しかし赤髪の美女がハンターとしてのルークを訪ねてきたところから事情がおかしくなりはじめ、ルークが大工として修復に関っていた「神の門」を舞台とした密室殺人未遂事件に遭遇することに。
果たしてルークは妹の彼氏に掛けられた嫌疑を晴らし、「神の門」の謎を解くことができるのか―。
SFミステリーなら珍しくないが、ファンタジーミステリーというのは数少ない。なぜ少ないかが、このシリーズではよく分かる。
ミステリーの条件「ノックスの十戒」では読者の知らない情報によって解決してはいけないとあるが、空想世界を舞台とするファンタジーでは、世界中に読者の知らない情報が蔓延しているわけで、本格ミステリーを仕立てるのは不可能ではないにしろ、極めて困難なのだ。

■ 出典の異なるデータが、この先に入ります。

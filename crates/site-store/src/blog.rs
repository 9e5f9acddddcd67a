//! Blog catalog: posts, categories and the filtered listing the blog page shows.

use chrono::Utc;
use serde::{Deserialize, Serialize};
use site_config::BlogConfig;
use site_core::entities::{BlogAuthor, BlogPost, NewBlogPost, compile_content, read_time, word_count};
use site_core::enums::BlogSort;
use site_core::errors::CoreError;
use tracing::debug;

#[derive(Debug, Clone, Default, PartialEq, Eq, Serialize, Deserialize)]
#[serde(rename_all = "camelCase")]
pub struct BlogFilters {
    pub search_query: String,
    /// Empty means every category.
    pub category: String,
    pub sort_by: BlogSort,
}

impl BlogFilters {
    fn accepts(&self, post: &BlogPost, needle: &str) -> bool {
        let category_ok = self.category.is_empty() || post.category == self.category;
        category_ok && (needle.is_empty() || post.matches_lowercase(needle))
    }
}

#[derive(Debug, Clone, Default)]
pub struct BlogCatalog {
    posts: Vec<BlogPost>,
    categories: Vec<String>,
    filters: BlogFilters,
    filtered: Vec<i64>,
    selected: Option<i64>,
    config: BlogConfig,
}

impl BlogCatalog {
    #[must_use]
    pub fn new(config: BlogConfig) -> Self {
        Self {
            config,
            ..Self::default()
        }
    }

    pub fn set_posts(&mut self, posts: Vec<BlogPost>) {
        debug!(count = posts.len(), "blog catalog loaded");
        self.posts = posts;
        self.apply_filters();
    }

    pub fn set_categories(&mut self, categories: Vec<String>) {
        self.categories = categories;
    }

    #[must_use]
    pub fn posts(&self) -> &[BlogPost] {
        &self.posts
    }

    #[must_use]
    pub fn categories(&self) -> &[String] {
        &self.categories
    }

    #[must_use]
    pub const fn filters(&self) -> &BlogFilters {
        &self.filters
    }

    #[must_use]
    pub fn get(&self, id: i64) -> Option<&BlogPost> {
        self.posts.iter().find(|p| p.id == id)
    }

    /// Select a post for the detail view. Unknown ids clear the selection.
    pub fn select(&mut self, id: i64) -> Option<&BlogPost> {
        self.selected = self.get(id).map(|p| p.id);
        self.selected()
    }

    #[must_use]
    pub fn selected(&self) -> Option<&BlogPost> {
        self.selected.and_then(|id| self.get(id))
    }

    // -----------------------------------------------------------------------
    // Filters
    // -----------------------------------------------------------------------

    pub fn set_search_query(&mut self, query: impl Into<String>) {
        self.filters.search_query = query.into();
        self.apply_filters();
    }

    pub fn set_category(&mut self, category: impl Into<String>) {
        self.filters.category = category.into();
        self.apply_filters();
    }

    pub fn set_sort(&mut self, sort_by: BlogSort) {
        self.filters.sort_by = sort_by;
        self.apply_filters();
    }

    pub fn clear_filters(&mut self) {
        self.filters = BlogFilters::default();
        self.apply_filters();
    }

    /// Posts passing the current filters, in the current sort order.
    #[must_use]
    pub fn filtered(&self) -> Vec<&BlogPost> {
        self.filtered.iter().filter_map(|id| self.get(*id)).collect()
    }

    fn apply_filters(&mut self) {
        let needle = self.filters.search_query.trim().to_lowercase();
        let mut matching: Vec<&BlogPost> = self
            .posts
            .iter()
            .filter(|p| self.filters.accepts(p, &needle))
            .collect();
        sort_posts(&mut matching, self.filters.sort_by);
        self.filtered = matching.into_iter().map(|p| p.id).collect();
    }

    // -----------------------------------------------------------------------
    // Mutations
    // -----------------------------------------------------------------------

    /// Publish a new post at the front of the catalog.
    ///
    /// The id is one past the highest existing id. Content is compiled from
    /// the authored sections and the read time derived from its word count.
    ///
    /// # Errors
    ///
    /// Returns `CoreError::Validation` when the title or author name is blank,
    /// or when no id is left above the highest existing one.
    pub fn create_post(&mut self, input: NewBlogPost) -> Result<BlogPost, CoreError> {
        if input.title.trim().is_empty() {
            return Err(CoreError::Validation("blog post title is required".into()));
        }
        if input.author_name.trim().is_empty() {
            return Err(CoreError::Validation("blog post author is required".into()));
        }

        let id = self
            .posts
            .iter()
            .map(|p| p.id)
            .max()
            .unwrap_or(0)
            .max(0)
            .checked_add(1)
            .ok_or_else(|| CoreError::Validation("blog post ids are exhausted".into()))?;
        let content = compile_content(&input.content_sections);
        let post = BlogPost {
            id,
            title: input.title,
            excerpt: input.excerpt,
            read_time: read_time(word_count(&content), self.config.words_per_minute),
            content,
            content_sections: input.content_sections,
            author: BlogAuthor {
                name: input.author_name,
                avatar: input
                    .author_avatar
                    .unwrap_or_else(|| self.config.default_author_avatar.clone()),
                bio: input
                    .author_bio
                    .unwrap_or_else(|| self.config.default_author_bio.clone()),
            },
            category: input.category,
            tags: input.tags,
            image: input.image,
            published_at: Utc::now(),
            views: 0,
            likes: 0,
            featured: false,
        };

        if !post.category.is_empty() && !self.categories.contains(&post.category) {
            self.categories.push(post.category.clone());
        }
        debug!(id, title = %post.title, "blog post created");
        self.posts.insert(0, post.clone());
        self.apply_filters();
        Ok(post)
    }

    /// Add a like. Returns the new count, or `None` for an unknown id.
    pub fn like(&mut self, id: i64) -> Option<u64> {
        let post = self.posts.iter_mut().find(|p| p.id == id)?;
        post.likes += 1;
        let likes = post.likes;
        if self.filters.sort_by == BlogSort::Liked {
            self.apply_filters();
        }
        Some(likes)
    }

    /// Count a view. Returns the new count, or `None` for an unknown id.
    pub fn increment_views(&mut self, id: i64) -> Option<u64> {
        let post = self.posts.iter_mut().find(|p| p.id == id)?;
        post.views += 1;
        let views = post.views;
        if self.filters.sort_by == BlogSort::Popular {
            self.apply_filters();
        }
        Some(views)
    }

    // -----------------------------------------------------------------------
    // Listings
    // -----------------------------------------------------------------------

    #[must_use]
    pub fn featured(&self) -> Vec<&BlogPost> {
        self.posts.iter().filter(|p| p.featured).collect()
    }

    /// Newest posts, capped at the configured highlight limit.
    #[must_use]
    pub fn recent(&self) -> Vec<&BlogPost> {
        self.highlight(BlogSort::Newest)
    }

    /// Most viewed posts, capped at the configured highlight limit.
    #[must_use]
    pub fn popular(&self) -> Vec<&BlogPost> {
        self.highlight(BlogSort::Popular)
    }

    fn highlight(&self, sort_by: BlogSort) -> Vec<&BlogPost> {
        let mut posts: Vec<&BlogPost> = self.posts.iter().collect();
        sort_posts(&mut posts, sort_by);
        posts.truncate(self.config.highlight_limit);
        posts
    }

    #[must_use]
    pub fn by_category(&self, category: &str) -> Vec<&BlogPost> {
        self.posts.iter().filter(|p| p.category == category).collect()
    }

    #[must_use]
    pub fn by_author(&self, author: &str) -> Vec<&BlogPost> {
        self.posts.iter().filter(|p| p.author.name == author).collect()
    }
}

/// Stable sort, so ties keep catalog order.
fn sort_posts(posts: &mut [&BlogPost], sort_by: BlogSort) {
    match sort_by {
        BlogSort::Newest => posts.sort_by(|a, b| b.published_at.cmp(&a.published_at)),
        BlogSort::Oldest => posts.sort_by(|a, b| a.published_at.cmp(&b.published_at)),
        BlogSort::Popular => posts.sort_by(|a, b| b.views.cmp(&a.views)),
        BlogSort::Liked => posts.sort_by(|a, b| b.likes.cmp(&a.likes)),
    }
}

富士見ミステリー文庫の初期作品の一つとして、第1回ヤングミステリー大賞最終候補作ではあるものの、本格ミステリーだと思って読んではいけない作品。あくまで“ミステリーっぽい感じのファンタジー”として読むのが正解だろう。
その点を弁えれば、ルークとレイリアという二人の男女の掛け合い漫才付き道中記ファンタジー風味として、そこそこ楽しめる作品ではある。